"Petting” es una palabra que surge del inglés "to pet”, que
significa tocar, besar, acariciar. Es un ejercicio de placer que cada vez tiene
más adeptos, ya que se trata de una práctica sexual que se desarrolla en
sesiones largas y calientes que incluyen roces con todas las partes del cuerpo.
Todo está permitido a excepción de la penetración.
Esta semana, monseñor Héctor Aguer, arzobispo de La Plata,
señaló que el petting "banaliza la unión entre el hombre y la mujer”. Como si
se tratara de algo superficial, de poco rango. "Quiero decir que la cultura
fornicaria que se va extendiendo sin escrúpulo alguno es un signo de
deshumanización. No es propia de mujeres y varones, según su condición
personal.
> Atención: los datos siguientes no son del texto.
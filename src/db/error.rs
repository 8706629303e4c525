use thiserror::Error;

/// Errors surfaced by the account store.
///
/// Lookup misses are not errors; query paths return `Ok(None)` instead.
#[derive(Debug, Error)]
pub enum StoreError {
    /// Input rejected before any persistence attempt (bad email syntax,
    /// unknown or protected update field).
    #[error("Validation failed: {0}")]
    Validation(String),

    /// Update target does not exist. Lookups report misses as `Ok(None)`;
    /// this is only for operations that require an existing record.
    #[error("Account not found: {0}")]
    NotFound(String),

    /// Any failure from the underlying storage. The enclosing transaction
    /// has already been rolled back; the original error is preserved.
    #[error("Database error: {0}")]
    Database(#[from] sea_orm::DbErr),

    /// Hashing library failures and blocking-task join errors.
    #[error("Internal error: {0}")]
    Internal(String),
}

impl StoreError {
    pub fn validation(msg: impl Into<String>) -> Self {
        Self::Validation(msg.into())
    }

    pub fn internal(msg: impl Into<String>) -> Self {
        Self::Internal(msg.into())
    }
}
Algo de no humano, de animaloide, aparecería en esa conducta”, opinó
Aguer en una columna publicada en el diario El Día de La Plata, en la que además
cuestionó "los casos de fornicación que se dan en el mundo de la farándula” y
también criticó la entrega de 450.000 preservativos destinados a la Villa
Olímpica.
Según los especialistas consultados por Clarín, el petting
no es para nada nocivo, más bien todo lo contrario. Es de los ejercicios más
usados por, entre otros, aquellos que todavía no se animan al debut sexual,
aquellos que quieren evitar el embarazo y, también, aquellos que pretenden
encontrar nuevas sensaciones. "La postura de Aguer niega la autonomía, la
diversidad, la posibilidad de las personas de elegir libremente su propio mapa
de placer. Es un planteo dogmático, que intenta establecer qué está bien y qué
está mal a la hora de las relaciones íntimas. El petting es una variante más
del erotismo, sin dudas. Lo practican los jóvenes, los adultos y, también, la
gente de la tercera edad”, puntualiza Adrián Helien, psiquiatra y presidente
del Capítulo de Sexología y Diversidad Sexual de APSA.
"Las palabras generan realidad. Por eso siempre hay que ser
responsable con lo que se dice. Al sostener desde un punto de vista religioso
que el petting es una actividad ‘contranatura’, Monseñor Aguer puede generar
culpa. Y eso, en algunos casos, provoca disfunciones”, completa Helien, que
también se desempeña como sexólogo en el hospital Durand.
Patricio Gómez Di Leva, psicólogo, sexólogo y autor del
libro Sexualidad inteligente, sostiene que las declaraciones de Aguer son "un
compendio de discriminación, prejuicios y el mejor ejemplo de que nuestra
sociedad carga con una fuerte herencia de machismo y patriarcado. Habla de
‘vicio’, ‘antinaturalidad’ y ‘fornicación anti natura’. Seguir pensando al
hombre o a la mujer como seres naturales, dejando de lado el valor y la
importancia de la cultura, es un reduccionismo que, lejos de ser inocente,
refleja una clara intencionalidad discriminatoria”.
En ese sentido, Di Leva agrega: "Las declaraciones de Aguer
no hacen más que demostrar la necesidad de una educación sexual integral que
permita cuestionar viejos prejuicios, y defendernos de estos ataques, que no
dejan de ser violaciones, en el más estricto sentido de la palabra, de los
derechos humanos más elementales. La buena noticia es que la mayor parte de la
sociedad es consciente de lo aberrantes y anacrónicas que resultan estas
declaraciones. El mensaje de Aguer pone en evidencia un sistema de creencias y
valores que atentan contra la libertad y la felicidad sexual”.
Por su parte, Any Krieger, psicóloga y autora del libro Sexo
a la carta, reflexiona a favor del petting en todas sus expresiones. Y va más
lejos a la hora de definir lo que también se conoce como ‘la previa’. "Muchas
veces, el tiempo de los besos y las caricias previo al coito puede ser más
largo y hasta más romántico que el de la penetración, que vendría a ser la
segunda etapa del encuentro amoroso, el momento culminante”.